There's an old newspaper adage that "If it bleeds, it leads" that helps explain the current obsession with knife crime. But there's another old truth that it would be useful to remember: news, almost by definition, is defined by what is rare and unusual, not what is common. The more coverage an event or pattern receives, the more exceptional it is likely to be.
There was a knife crime "summit" at the Scottish parliament today at which John Muir, whose son Damian was stabbed to death in Greenock in 2007, called for mandatory jail sentences for anyone caught carrying a knife:
Mr Muir, 69, said his son's death was one of "the shameful violent statistics which have blighted the Scottish nation for decades".
And he claimed there had been "a very nearly criminal institutional failure" to tackle the problem of knife crime.
He added: "That failure is borne by the frequency of the disgraceful statistics which shame Scotland.
"However, the statistics are real people. All and every one of the statistics represents a real victim and a person whose life has been taken or shattered, as well as their families and friends."
In England and Wales, according to the British Crime Survey, knives were used in 6% of violent incidents, and 19% of "serious violent incidents" (lower figures than for police recorded crime because the BCS is based upon a "much wider range of violent offences.") According to the Offending Crime and Justice Survey of 10-25 year-olds just 3% of 10-25 year-olds had carried a knife to protect themselves in the past 12 months and 54% reported only doing so once or twice. In 46% of cases the knife being carried was a pen-knife.
Now perhaps the statistics are wrong. Perhaps they are being corrupted or juked. But if they're not then it's hard to see that there is, in fact, a knife epidemic. That's no consolation, of course, to the victims and their families. But it ought to make politicians think twice before endorsing the (terrible) idea of mandatory minimum sentences for knife-related crime or for proposing that anyone accused of a knife-related crime should be denied bail.

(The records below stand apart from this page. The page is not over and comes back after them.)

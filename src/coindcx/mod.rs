//! CoinDCX Exchange API Library
//!
//! # Quick Start
//!
//! ```no_run
//! use crypto_trading_bot::coindcx::{CoinDCXClient, OrderRequest, OrderSide};
//!
//! #[tokio::main]
//! async fn main() -> anyhow::Result<()> {
//!     let client = CoinDCXClient::new("your_api_key", "your_api_secret")?;
//!
//!     let ticker = client.get_ticker("BTCUSDT").await?;
//!     println!("BTC/USDT: {}", ticker.last_price);
//!
//!     let order = OrderRequest::limit(OrderSide::Buy, "BTCUSDT", 0.001, 40000.0);
//!     let response = client.place_order(&order).await?;
//!     println!("Order placed: {:?}", response);
//!
//!     Ok(())
//! }
//! ```
//!
//! # Modules
//!
//! - [`auth`]: HMAC-SHA256 request signing
//! - [`types`]: Request and response type definitions
//! - [`client`]: Main API client implementation

pub mod auth;
pub mod client;
pub mod types;

pub use auth::{sign_request, Credentials, SignedRequest};
pub use client::{check_auth_marker, ClientConfig, CoinDCXClient, API_BASE_URL, PUBLIC_BASE_URL};

pub use types::{
    Balance, Candle, MarketDetails, OrderRequest, OrderResponse, OrderSide, OrderType,
    OrdersResponse, Ticker, Trade, UserInfo,
};
//! Per-user exchange credentials
//!
//! Records are keyed by a normalised identity: the username, or first and
//! last name joined, lowercased with spaces removed. Two backends exist, a
//! plaintext YAML file and a SQLite table with encrypted secrets, plus a
//! chained store that reads SQL first and falls back to YAML.

pub mod cipher;
pub mod sqlite;
pub mod yaml;

use serde::{Deserialize, Serialize};
use tracing::{debug, warn};

use crate::coindcx::Credentials;
use crate::config::{CredentialBackend, CredentialsConfig};
use crate::error::{BotError, Result};

pub use cipher::SecretCipher;
pub use sqlite::SqliteCredentialStore;
pub use yaml::YamlCredentialStore;

/// Normalise an identity into a store key
///
/// A non-empty `username` wins; otherwise both names are required.
pub fn normalise_identity(username: &str, first_name: &str, last_name: &str) -> Result<String> {
    let raw = if !username.trim().is_empty() {
        username.to_string()
    } else if !first_name.trim().is_empty() && !last_name.trim().is_empty() {
        format!("{}{}", first_name, last_name)
    } else {
        return Err(BotError::InvalidIdentity);
    };
    Ok(raw.to_lowercase().split_whitespace().collect())
}

/// Credentials and contact details of one account
#[derive(Clone, Default, PartialEq, Serialize, Deserialize)]
#[serde(default)]
pub struct CredentialRecord {
    pub username: String,
    #[serde(skip_serializing_if = "String::is_empty")]
    pub first_name: String,
    #[serde(skip_serializing_if = "String::is_empty")]
    pub last_name: String,
    pub email: String,
    pub api_key: String,
    pub secret_key: String,
    pub google_auth_key: String,
}

impl std::fmt::Debug for CredentialRecord {
    fn fmt(&self, f: &mut std::fmt::Formatter<'_>) -> std::fmt::Result {
        f.debug_struct("CredentialRecord")
            .field("username", &self.username)
            .field("first_name", &self.first_name)
            .field("last_name", &self.last_name)
            .field("email", &self.email)
            .field("api_key", &self.api_key)
            .field("secret_key", &"***")
            .field("google_auth_key", &"***")
            .finish()
    }
}

impl CredentialRecord {
    /// Store key of this record
    pub fn key(&self) -> Result<String> {
        normalise_identity(&self.username, &self.first_name, &self.last_name)
    }

    /// API credentials for signing exchange requests
    pub fn credentials(&self) -> Credentials {
        Credentials::new(&self.api_key, &self.secret_key)
    }

    /// Overwrite fields that are non-empty in `update`
    pub fn merge(&mut self, update: &CredentialRecord) {
        let fields = [
            (&mut self.first_name, &update.first_name),
            (&mut self.last_name, &update.last_name),
            (&mut self.email, &update.email),
            (&mut self.api_key, &update.api_key),
            (&mut self.secret_key, &update.secret_key),
            (&mut self.google_auth_key, &update.google_auth_key),
        ];
        for (current, new) in fields {
            if !new.is_empty() {
                current.clone_from(new);
            }
        }
    }
}

/// Storage for credential records
///
/// `add` fails with [`BotError::CredentialExists`] for a known identity;
/// `get`, `update` and `delete` fail with [`BotError::CredentialNotFound`]
/// for an unknown one.
pub trait CredentialStore: Send {
    fn get(&self, identity: &str) -> Result<CredentialRecord>;

    fn add(&mut self, record: &CredentialRecord) -> Result<()>;

    /// Merge the non-empty fields of `record` into the stored one
    fn update(&mut self, record: &CredentialRecord) -> Result<()>;

    fn delete(&mut self, identity: &str) -> Result<()>;
}

impl<T: CredentialStore + ?Sized> CredentialStore for Box<T> {
    fn get(&self, identity: &str) -> Result<CredentialRecord> {
        (**self).get(identity)
    }

    fn add(&mut self, record: &CredentialRecord) -> Result<()> {
        (**self).add(record)
    }

    fn update(&mut self, record: &CredentialRecord) -> Result<()> {
        (**self).update(record)
    }

    fn delete(&mut self, identity: &str) -> Result<()> {
        (**self).delete(identity)
    }
}

/// SQL first, YAML as fallback
///
/// Reads try the primary store and fall back on any failure. Writes go to
/// both and succeed when at least one backend accepted them.
pub struct ChainedStore<P, F> {
    primary: P,
    fallback: F,
}

impl<P: CredentialStore, F: CredentialStore> ChainedStore<P, F> {
    pub fn new(primary: P, fallback: F) -> Self {
        Self { primary, fallback }
    }

    fn both(first: Result<()>, second: Result<()>) -> Result<()> {
        match (first, second) {
            (Ok(()), _) | (_, Ok(())) => Ok(()),
            (Err(e), Err(_)) => Err(e),
        }
    }
}

impl<P: CredentialStore, F: CredentialStore> CredentialStore for ChainedStore<P, F> {
    fn get(&self, identity: &str) -> Result<CredentialRecord> {
        match self.primary.get(identity) {
            Ok(record) => Ok(record),
            Err(e) => {
                debug!("Primary credential lookup failed ({}), trying fallback", e);
                self.fallback.get(identity)
            }
        }
    }

    fn add(&mut self, record: &CredentialRecord) -> Result<()> {
        let first = self.primary.add(record);
        let second = self.fallback.add(record);
        if let (Err(a), Err(b)) = (&first, &second) {
            warn!("Credential add failed in both stores: {}; {}", a, b);
        }
        Self::both(first, second)
    }

    fn update(&mut self, record: &CredentialRecord) -> Result<()> {
        let first = self.primary.update(record);
        let second = self.fallback.update(record);
        Self::both(first, second)
    }

    fn delete(&mut self, identity: &str) -> Result<()> {
        let first = self.primary.delete(identity);
        let second = self.fallback.delete(identity);
        Self::both(first, second)
    }
}

/// Open the configured credential backend
pub fn open_store(config: &CredentialsConfig) -> Result<Box<dyn CredentialStore>> {
    let sqlite = || -> Result<SqliteCredentialStore> {
        let key = config
            .encryption_key
            .as_deref()
            .ok_or_else(|| BotError::Config("credentials.encryption_key is not set".to_string()))?;
        SqliteCredentialStore::open(&config.sqlite_path, SecretCipher::from_base64(key)?)
    };

    let store: Box<dyn CredentialStore> = match config.backend {
        CredentialBackend::Yaml => Box::new(YamlCredentialStore::open(&config.yaml_path)?),
        CredentialBackend::Sqlite => Box::new(sqlite()?),
        CredentialBackend::Chained => {
            let yaml = YamlCredentialStore::open(&config.yaml_path)?;
            match sqlite() {
                Ok(sql) => Box::new(ChainedStore::new(sql, yaml)),
                Err(e) => {
                    warn!("SQL credential store unavailable ({}), using YAML only", e);
                    Box::new(yaml)
                }
            }
        }
    };
    Ok(store)
}

#[cfg(test)]
mod tests {
    use super::*;
    use std::collections::HashMap;

    #[derive(Default)]
    struct MemoryStore {
        records: HashMap<String, CredentialRecord>,
    }

    impl CredentialStore for MemoryStore {
        fn get(&self, identity: &str) -> Result<CredentialRecord> {
            self.records
                .get(identity)
                .cloned()
                .ok_or_else(|| BotError::CredentialNotFound(identity.to_string()))
        }

        fn add(&mut self, record: &CredentialRecord) -> Result<()> {
            let key = record.key()?;
            if self.records.contains_key(&key) {
                return Err(BotError::CredentialExists(key));
            }
            self.records.insert(key, record.clone());
            Ok(())
        }

        fn update(&mut self, record: &CredentialRecord) -> Result<()> {
            let key = record.key()?;
            let current = self
                .records
                .get_mut(&key)
                .ok_or_else(|| BotError::CredentialNotFound(key.clone()))?;
            current.merge(record);
            Ok(())
        }

        fn delete(&mut self, identity: &str) -> Result<()> {
            self.records
                .remove(identity)
                .map(|_| ())
                .ok_or_else(|| BotError::CredentialNotFound(identity.to_string()))
        }
    }

    fn record(username: &str, api_key: &str) -> CredentialRecord {
        CredentialRecord {
            username: username.to_string(),
            api_key: api_key.to_string(),
            secret_key: "secret".to_string(),
            ..CredentialRecord::default()
        }
    }

    #[test]
    fn test_normalise_identity() {
        assert_eq!(normalise_identity("Vishal Nadig", "", "").unwrap(), "vishalnadig");
        assert_eq!(normalise_identity("", "Vishal", "Nadig").unwrap(), "vishalnadig");
        assert_eq!(normalise_identity("bot", "Ignored", "Name").unwrap(), "bot");
        assert!(matches!(
            normalise_identity("", "Vishal", ""),
            Err(BotError::InvalidIdentity)
        ));
        assert!(matches!(normalise_identity(" ", "", ""), Err(BotError::InvalidIdentity)));
    }

    #[test]
    fn test_merge_keeps_empty_fields() {
        let mut current = record("alice", "old-key");
        current.email = "alice@example.com".to_string();
        current.merge(&record("alice", "new-key"));
        assert_eq!(current.api_key, "new-key");
        assert_eq!(current.email, "alice@example.com");
    }

    #[test]
    fn test_debug_hides_secrets() {
        let debug = format!("{:?}", record("alice", "key"));
        assert!(debug.contains("alice"));
        assert!(!debug.contains("secret\""));
    }

    #[test]
    fn test_chained_get_falls_back() {
        let mut yaml = MemoryStore::default();
        yaml.add(&record("bob", "yaml-key")).unwrap();
        let store = ChainedStore::new(MemoryStore::default(), yaml);
        assert_eq!(store.get("bob").unwrap().api_key, "yaml-key");
        assert!(matches!(store.get("carol"), Err(BotError::CredentialNotFound(_))));
    }

    #[test]
    fn test_chained_prefers_primary() {
        let mut sql = MemoryStore::default();
        sql.add(&record("bob", "sql-key")).unwrap();
        let mut yaml = MemoryStore::default();
        yaml.add(&record("bob", "yaml-key")).unwrap();
        let store = ChainedStore::new(sql, yaml);
        assert_eq!(store.get("bob").unwrap().api_key, "sql-key");
    }

    #[test]
    fn test_chained_writes_reach_both() {
        let mut store = ChainedStore::new(MemoryStore::default(), MemoryStore::default());
        store.add(&record("dave", "k1")).unwrap();
        assert!(store.primary.get("dave").is_ok());
        assert!(store.fallback.get("dave").is_ok());

        assert!(matches!(
            store.add(&record("dave", "k2")),
            Err(BotError::CredentialExists(_))
        ));

        store.update(&record("dave", "k3")).unwrap();
        assert_eq!(store.fallback.get("dave").unwrap().api_key, "k3");

        store.delete("dave").unwrap();
        assert!(matches!(store.delete("dave"), Err(BotError::CredentialNotFound(_))));
    }
}
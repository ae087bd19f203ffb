//! CSV reports and account summaries

pub mod balances;
pub mod market;
pub mod orders;

pub use balances::{balance_report, BalanceRow};
pub use market::{market_rows, week_change, MarketRow, WeekChange};
pub use orders::{OrderHistory, OrderHistoryRow};
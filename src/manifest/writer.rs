//! Manifest upgrade and write operations
//!
//! This module provides:
//! - UpgradeWriter for applying resolutions to declared entries
//! - Per-entry decisions for skip list and minor-only policy
//! - Atomic persistence (temp file in the same directory, then rename)

use super::Manifest;
use crate::domain::{
    upgrade_delta, Dependency, NormalizedVersion, PackageResolution, SkipReason, UpgradeOutcome,
};
use crate::error::ManifestError;
use crate::update::UpgradePolicy;
use std::collections::HashMap;
use std::fs::{self, OpenOptions};
use std::io::Write;
use std::path::Path;

/// Applies resolutions to a manifest under a policy
pub struct UpgradeWriter<'a> {
    policy: &'a UpgradePolicy,
}

/// Result of applying resolutions to a manifest
#[derive(Debug, Default)]
pub struct ApplyResult {
    /// One outcome per declared entry, in manifest order
    pub outcomes: Vec<UpgradeOutcome>,
    /// Whether at least one entry was rewritten in memory
    pub changed: bool,
}

impl ApplyResult {
    /// Number of rewritten entries
    pub fn upgrade_count(&self) -> usize {
        self.outcomes.iter().filter(|o| o.is_upgrade()).count()
    }
}

impl<'a> UpgradeWriter<'a> {
    pub fn new(policy: &'a UpgradePolicy) -> Self {
        Self { policy }
    }

    /// Decide every entry and rewrite the eligible ones in `manifest`
    ///
    /// Entries without a resolution were not found in the registry.
    pub fn apply(
        &self,
        manifest: &mut Manifest,
        dependencies: &[Dependency],
        resolutions: &HashMap<String, PackageResolution>,
    ) -> ApplyResult {
        let mut result = ApplyResult::default();

        for dependency in dependencies {
            let outcome = self.decide(dependency, resolutions.get(&dependency.name));
            if let Some(new_range) = outcome.new_range() {
                if manifest.set_range(dependency.group, &dependency.name, new_range) {
                    result.changed = true;
                    tracing::debug!(
                        package = %dependency.name,
                        group = %dependency.group,
                        range = new_range,
                        "rewrote entry"
                    );
                }
            }
            result.outcomes.push(outcome);
        }

        result
    }

    /// Decide a single entry
    pub fn decide(
        &self,
        dependency: &Dependency,
        resolution: Option<&PackageResolution>,
    ) -> UpgradeOutcome {
        let Some(resolution) = resolution else {
            return UpgradeOutcome::not_found(dependency.clone());
        };

        let Some(current) = NormalizedVersion::parse(&dependency.range) else {
            return UpgradeOutcome::skip(
                dependency.clone(),
                Some(resolution.latest_version.clone()),
                SkipReason::Unparsable,
            );
        };

        // Judged from this entry's own range, not the first declaration
        let latest = resolution.target_for(&current).to_string();
        let annotated = latest == resolution.latest_version;
        let annotate = |outcome: UpgradeOutcome| {
            if annotated {
                outcome
                    .with_audit(resolution.audit.clone())
                    .with_published_at(resolution.published_at)
            } else {
                outcome
            }
        };
        let base = |reason| {
            annotate(UpgradeOutcome::skip(
                dependency.clone(),
                Some(latest.clone()),
                reason,
            ))
        };

        let Some(target) = NormalizedVersion::parse(&latest) else {
            return base(SkipReason::Unparsable);
        };
        let Some(delta) = upgrade_delta(&current, &target) else {
            return base(SkipReason::AlreadyLatest);
        };

        // Held back when no declared major has a minor-only target at all
        let major_under_minor_only = self.policy.minor_only && delta.is_major();
        if major_under_minor_only && resolution.minor_targets.is_empty() {
            return base(SkipReason::HeldBack);
        }
        if self.policy.is_skipped(&dependency.name) {
            return base(SkipReason::SkipListed).with_delta(Some(delta));
        }
        if major_under_minor_only {
            return base(SkipReason::MajorExcluded).with_delta(Some(delta));
        }

        annotate(UpgradeOutcome::upgrade(
            dependency.clone(),
            &latest,
            delta,
            self.policy.range_for(&latest),
        ))
    }
}

/// Read a manifest file content safely
pub fn read_manifest(path: &Path) -> Result<String, ManifestError> {
    fs::read_to_string(path).map_err(|e| ManifestError::read_error(path, e))
}

/// Write content to a manifest file atomically
///
/// Content goes to a temp file next to `path`, is synced, and then renamed
/// over the target. Permissions of an existing target are kept.
pub fn write_manifest(path: &Path, content: &str) -> Result<(), ManifestError> {
    let temp_name = format!(
        ".{}.{}.tmp",
        path.file_name()
            .map(|n| n.to_string_lossy())
            .unwrap_or_default(),
        std::process::id()
    );
    let temp_path = path.with_file_name(&temp_name);

    let write = || -> std::io::Result<()> {
        let mut temp_file = OpenOptions::new()
            .write(true)
            .create(true)
            .truncate(true)
            .open(&temp_path)?;
        temp_file.write_all(content.as_bytes())?;
        temp_file.sync_all()?;
        if let Ok(metadata) = fs::metadata(path) {
            fs::set_permissions(&temp_path, metadata.permissions())?;
        }
        fs::rename(&temp_path, path)
    };

    write().map_err(|e| {
        let _ = fs::remove_file(&temp_path);
        ManifestError::write_error(path, e)
    })
}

So, yes, again there is a problem. But no, that problem doesn't seem as great as media coverage might have one believe,
Standard Crime-Related Disclaimer: Obviously, it's easier to take a broader view of these matters from the seclusion of the Yarrow Valley than it might be if I lived in Brixton or Paisley or Liverpool.
UPDATE: Aaargh. This makes for unfortunate timing, but it doesn't change the underlying reality. I think.